【Git 作業効率化 Tips】〜git addしてcommitしてpushするのが面倒な全ての人に捧ぐ〜


Githubが普及し、アジャイル開発やInfrastructure as Codeが当たり前になったいま
アプリ開発者・インフラ開発者にとってgitは最も多く使われるコマンドのひとつではないでしょうか?

私は仕事ではアプリ開発からインフラ管理まで多岐にわたっていろいろやってるんですが
アプリもインフラも当然gitを使い倒してます

先日、自分がgitコマンドを1日どれくらい叩いているか計測してみました。
どうも最低でも100回/日はgitコマンドを叩いているようです。
gitコマンドを打ち込む作業やgitを使った作業フローを効率化できないかと思い、このTipsに残しています。

※これは一例ですので、他の方がどのような工夫をしているのか気になります。
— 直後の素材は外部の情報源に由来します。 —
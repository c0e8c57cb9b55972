pub mod service;

pub use service::{
    cancel_audit, get_audit_report, get_audit_session, load_run_report, poll_audit_events,
    render_summary, start_audit, AuditRequest, AuditSessionSnapshot, AuditSessionStatus,
    CancelAuditResponse,
};
use crate::discover::CATALOG_DIR_NAME;
use crate::model::{BackupSetDescriptor, Severity, ValidationIssue};

pub const MIN_FILE_COUNT: u64 = 2;
pub const MIN_TOTAL_SIZE_BYTES: u64 = 1024;

/// Number of structural checks a set can pass.
pub const STRUCTURAL_BASELINE_CHECKS: u64 = 5;

/// Layout checks over a descriptor. Every check runs regardless of the
/// outcome of the others.
pub fn validate_structure(set: &BackupSetDescriptor) -> Vec<ValidationIssue> {
    let mut issues = Vec::new();
    let catalog_dir = set.path.join(CATALOG_DIR_NAME);

    if !set.has_catalog_dir {
        issues.push(ValidationIssue::at_path(
            Severity::Error,
            "missing Catalogs folder",
            &catalog_dir,
            "backup set should contain a Catalogs folder with .wbcat files",
        ));
    } else if set.catalog_files.is_empty() {
        issues.push(ValidationIssue::at_path(
            Severity::Error,
            "no catalog files found in Catalogs folder",
            &catalog_dir,
            "ensure the backup completed successfully and catalog files exist",
        ));
    }

    if set.backup_files.is_empty() {
        issues.push(ValidationIssue::at_path(
            Severity::Error,
            "no backup files (.zip) found",
            &set.path,
            "backup set should contain .zip files with the actual backup data",
        ));
    }

    if set.file_count < MIN_FILE_COUNT {
        issues.push(ValidationIssue::at_path(
            Severity::Warning,
            format!("backup set contains only {} files", set.file_count),
            &set.path,
            "typical backup sets should contain multiple files (catalogs + backup files)",
        ));
    }

    if set.total_size_bytes < MIN_TOTAL_SIZE_BYTES {
        issues.push(ValidationIssue::at_path(
            Severity::Warning,
            format!("backup set is very small ({} bytes)", set.total_size_bytes),
            &set.path,
            "backup might be incomplete or corrupted",
        ));
    }

    issues
}

/// Baseline minus failing (Error or Critical) findings, floored at zero.
pub fn structural_checks_passed(issues: &[ValidationIssue]) -> u64 {
    let failed = issues
        .iter()
        .filter(|issue| issue.severity.is_failure())
        .count() as u64;
    STRUCTURAL_BASELINE_CHECKS.saturating_sub(failed)
}
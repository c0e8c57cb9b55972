pub mod age;
pub mod cancel;
pub mod completeness;
pub mod config;
pub mod content;
pub mod discover;
pub mod error;
pub mod markdown;
pub mod model;
pub mod notify;
pub mod report;
pub mod scan;
pub mod structural;
pub mod validate;

#[cfg(test)]
mod test_support;

pub use age::{validate_age, AgePolicy};
pub use cancel::CancelToken;
pub use completeness::{validate_completeness, ArchiveNamePolicy};
pub use config::{load_config, parse_duration, AuditConfig};
pub use content::{validate_content, ContentOptions, ContentOutcome};
pub use discover::{discover_backup_sets, discover_root, DiscoveryOptions, RootDiscovery};
pub use error::{ContentError, MarkerError, ScanError};
pub use markdown::render_markdown_summary;
pub use model::{
    AuditEvent, AuditPhase, BackupReport, BackupSetDescriptor, RunReport, RunSummary, ScanReport,
    Severity, ValidationIssue, ValidationStats, REPORT_VERSION,
};
pub use notify::{decide_notification, Notification, NotifyPolicy, RunStatus};
pub use report::{exit_code, load_run_report, summarize, write_run_report};
pub use scan::{
    run_audit, run_audit_with_callback, run_audit_with_events, scan_root, validate_sets,
    AuditOptions, AuditRunOutput, SchedulerObserver, SchedulerState,
};
pub use structural::validate_structure;
pub use validate::{validate_backup_set, ValidationOptions};
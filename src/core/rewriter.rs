//! Line classification and reconstruction.
//!
//! The rewriter recognises lines that look like a logging call whose macro
//! wrapper went missing:
//!
//! ```text
//!     "done";                     ->  ic_cdk::println!("done");
//!
//!     "Processing {} of {}",      ->  ic_cdk::println!("Processing {} of {}",
//!         index,                  ->      index,
//!         total,                  ->      total);
//! ```
//!
//! It works purely on surface lexical cues. A *candidate-start* line begins
//! with indentation followed by a double quote and contains neither the macro
//! token nor any exclusion substring. The lines that follow it are consumed as
//! *continuations* while they end in `,` or in `);` (without starting with
//! `)`). Everything else is passed through untouched.

use std::borrow::Cow;

use aho_corasick::AhoCorasick;
use tracing::warn;

use crate::core::config::RewriteConfig;
use crate::core::errors::{MendError, Result};

/// How a single input line was treated by the scan.
#[derive(Debug, Clone, Copy, PartialEq, Eq)]
pub enum LineKind {
    /// First line of a rewritten block
    CandidateStart,
    /// Line consumed by the block above it
    Continuation,
    /// Passed through verbatim
    Unrelated,
}

/// A contiguous run of input lines and what the scan decided for it.
#[derive(Debug, Clone, Copy, PartialEq, Eq)]
pub enum Segment {
    /// One line emitted verbatim
    Unrelated(usize),
    /// Lines `start..end` rebuilt as one macro call; `start` is the candidate
    Block {
        /// Index of the candidate-start line
        start: usize,
        /// One past the last continuation line
        end: usize,
    },
    /// A block whose continuation run exceeded the configured limit; emitted verbatim
    Skipped {
        /// Index of the candidate-start line
        start: usize,
        /// One past the last continuation line
        end: usize,
    },
}

/// Result of rewriting one text.
#[derive(Debug, Clone, PartialEq, Eq)]
pub struct Rewrite {
    /// Reconstructed text
    pub text: String,
    /// Number of blocks wrapped in the macro
    pub blocks: usize,
    /// Number of blocks left alone by the continuation guard
    pub skipped: usize,
}

/// Compiled classification rules.
#[derive(Debug, Clone)]
pub struct Rewriter {
    macro_name: String,
    blockers: AhoCorasick,
    max_continuation_lines: Option<usize>,
}

impl Rewriter {
    /// Build a rewriter from configuration.
    pub fn new(config: &RewriteConfig) -> Result<Self> {
        let macro_name = config.macro_name.trim().to_string();

        let mut patterns: Vec<&str> = Vec::with_capacity(config.exclusions.len() + 1);
        patterns.push(&macro_name);
        patterns.extend(config.exclusions.iter().map(String::as_str));

        let blockers = AhoCorasick::new(patterns).map_err(|err| {
            MendError::config_field(
                format!("Failed to compile exclusion matcher: {err}"),
                "rewrite.exclusions",
            )
        })?;

        Ok(Self {
            macro_name,
            blockers,
            max_continuation_lines: config.max_continuation_lines,
        })
    }

    /// Macro token this rewriter wraps blocks in.
    pub fn macro_name(&self) -> &str {
        &self.macro_name
    }

    /// Whether `line` opens a block that should be wrapped.
    pub fn is_candidate_start(&self, line: &str) -> bool {
        starts_with_indented_quote(line) && !self.blockers.is_match(line)
    }

    /// Forward scan deciding what happens to every line.
    pub fn plan(&self, lines: &[&str]) -> Vec<Segment> {
        let mut segments = Vec::new();
        let mut i = 0;

        while i < lines.len() {
            if !self.is_candidate_start(lines[i]) {
                segments.push(Segment::Unrelated(i));
                i += 1;
                continue;
            }

            let mut end = i + 1;
            while end < lines.len() && is_continuation(lines[end]) {
                end += 1;
            }

            let continuations = end - i - 1;
            match self.max_continuation_lines {
                Some(limit) if continuations > limit => {
                    warn!(
                        "Leaving block at line {} unchanged: {} continuation lines exceed the limit of {}",
                        i + 1,
                        continuations,
                        limit
                    );
                    segments.push(Segment::Skipped { start: i, end });
                }
                _ => segments.push(Segment::Block { start: i, end }),
            }
            i = end;
        }

        segments
    }

    /// Per-line view of [`Rewriter::plan`]. Lines of a skipped block count as unrelated.
    pub fn classify(&self, lines: &[&str]) -> Vec<LineKind> {
        let mut kinds = Vec::with_capacity(lines.len());
        for segment in self.plan(lines) {
            match segment {
                Segment::Unrelated(_) => kinds.push(LineKind::Unrelated),
                Segment::Block { start, end } => {
                    kinds.push(LineKind::CandidateStart);
                    kinds.extend((start + 1..end).map(|_| LineKind::Continuation));
                }
                Segment::Skipped { start, end } => {
                    kinds.extend((start..end).map(|_| LineKind::Unrelated));
                }
            }
        }
        kinds
    }

    /// Rewrite a whole text. Lines are split and re-joined on `\n` only.
    pub fn rewrite(&self, text: &str) -> Rewrite {
        let lines: Vec<&str> = text.split('\n').collect();
        let mut output: Vec<Cow<'_, str>> = Vec::with_capacity(lines.len());
        let mut blocks = 0;
        let mut skipped = 0;

        for segment in self.plan(&lines) {
            match segment {
                Segment::Unrelated(index) => output.push(Cow::Borrowed(lines[index])),
                Segment::Block { start, end } => {
                    self.render_block(lines[start], &lines[start + 1..end], &mut output);
                    blocks += 1;
                }
                Segment::Skipped { start, end } => {
                    output.extend(lines[start..end].iter().map(|line| Cow::Borrowed(*line)));
                    skipped += 1;
                }
            }
        }

        Rewrite {
            text: output.join("\n"),
            blocks,
            skipped,
        }
    }

    fn render_block<'a>(&self, head: &str, continuations: &[&'a str], out: &mut Vec<Cow<'a, str>>) {
        let indent = leading_whitespace(head);
        let content = head.trim();

        match continuations.split_last() {
            None => {
                let content = content.strip_suffix(';').unwrap_or(content);
                out.push(Cow::Owned(format!("{indent}{}({content});", self.macro_name)));
            }
            Some((last, middle)) => {
                out.push(Cow::Owned(format!("{indent}{}({content}", self.macro_name)));
                out.extend(middle.iter().map(|line| Cow::Borrowed(*line)));
                if last.trim().ends_with(");") {
                    out.push(Cow::Borrowed(*last));
                } else {
                    let open = last.trim_end().trim_end_matches(',');
                    out.push(Cow::Owned(format!("{open});")));
                }
            }
        }
    }
}

/// Whether `line` extends a block: ends in `,`, or ends in `);` without starting with `)`.
pub fn is_continuation(line: &str) -> bool {
    let trimmed = line.trim();
    trimmed.ends_with(',') || (trimmed.ends_with(");") && !trimmed.starts_with(')'))
}

fn starts_with_indented_quote(line: &str) -> bool {
    let rest = line.trim_start();
    rest.len() < line.len() && rest.starts_with('"')
}

fn leading_whitespace(line: &str) -> &str {
    &line[..line.len() - line.trim_start().len()]
}

#[cfg(test)]
mod tests;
「私はこんな風に効率化しています」などのコメントをいただければ幸いです。

本Tipsで紹介するテクニックは以下になります。

  • レベル1: 補完する
  • レベル2: エイリアスを設定する
  • レベル3: PullRequestはCLIで作る
  • レベル4: 一連の流れを自動化する

Gitを使った開発フロー

さて、gitを使ったチーム開発ではmaster, develop, featureのようにブランチを切り替えて作業を行うことが一般的でしょう。
そのなかでも必ずと言ってもいいほどやるのがこんなフローではありませんか?以下に私の具体的な作業をあげてみました。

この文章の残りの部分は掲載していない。